- _Task goal_
Print out the full listing, exactly.

- _Records shown_

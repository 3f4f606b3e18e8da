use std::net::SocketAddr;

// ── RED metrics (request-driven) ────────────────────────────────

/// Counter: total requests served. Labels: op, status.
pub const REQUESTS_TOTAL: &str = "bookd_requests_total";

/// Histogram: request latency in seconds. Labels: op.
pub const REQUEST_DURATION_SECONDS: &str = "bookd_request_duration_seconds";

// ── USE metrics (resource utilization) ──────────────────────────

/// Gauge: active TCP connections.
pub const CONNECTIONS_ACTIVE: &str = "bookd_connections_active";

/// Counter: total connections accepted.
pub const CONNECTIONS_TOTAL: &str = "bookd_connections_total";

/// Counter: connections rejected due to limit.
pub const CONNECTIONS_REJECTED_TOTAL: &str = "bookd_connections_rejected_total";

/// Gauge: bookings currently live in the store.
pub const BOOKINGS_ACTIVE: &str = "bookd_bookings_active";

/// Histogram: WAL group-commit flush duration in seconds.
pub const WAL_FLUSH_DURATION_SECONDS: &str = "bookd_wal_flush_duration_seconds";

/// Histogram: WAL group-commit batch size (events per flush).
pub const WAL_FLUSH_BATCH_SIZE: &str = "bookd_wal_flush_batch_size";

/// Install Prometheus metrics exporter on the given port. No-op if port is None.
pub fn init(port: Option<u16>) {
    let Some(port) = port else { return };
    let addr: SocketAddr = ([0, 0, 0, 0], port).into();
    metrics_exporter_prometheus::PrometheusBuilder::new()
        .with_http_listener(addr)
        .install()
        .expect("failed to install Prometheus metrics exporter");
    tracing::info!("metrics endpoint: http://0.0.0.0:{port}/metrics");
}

- _Output below_
repository 3f4f606b3e18e8da
use std::net::SocketAddr;

// ── RED metrics (request-driven) ────────────────────────────────

/// Counter: total requests served. Labels: op, status.
pub const REQUESTS_TOTAL: &str = "bookd_requests_total";

/// Histogram: request latency in seconds. Labels: op.
pub const REQUEST_DURATION_SECONDS: &str = "bookd_request_duration_seconds";

// ── USE metrics (resource utilization) ──────────────────────────

/// Gauge: active TCP connections.
pub const CONNECTIONS_ACTIVE: &str = "bookd_connections_active";

/// Counter: total connections accepted.
pub const CONNECTIONS_TOTAL: &str = "bookd_connections_total";

/// Counter: connections rejected due to limit.
pub const CONNECTIONS_REJECTED_TOTAL: &str = "bookd_connections_rejected_total";

/// Gauge: bookings currently live in the store.
pub const BOOKINGS_ACTIVE: &str = "bookd_bookings_active";

/// Histogram: WAL group-commit flush duration in seconds.
pub const WAL_FLUSH_DURATION_SECONDS: &str = "bookd_wal_flush_duration_seconds";

/// Histogram: WAL group-commit batch size (events per flush).
pub const WAL_FLUSH_BATCH_SIZE: &str = "bookd_wal_flush_batch_size";

/// Install Prometheus metrics exporter on the given port. No-op if port is None.
pub fn init(port: Option<u16>) {
    let Some(port) = port else { return };
    let addr: SocketAddr = ([0, 0, 0, 0], port).into();
    metrics_exporter_prometheus::PrometheusBuilder::new()
        .with_http_listener(addr)
        .install()
        .expect("failed to install Prometheus metrics exporter");
    tracing::info!("metrics endpoint: http://0.0.0.0:{port}/metrics");
}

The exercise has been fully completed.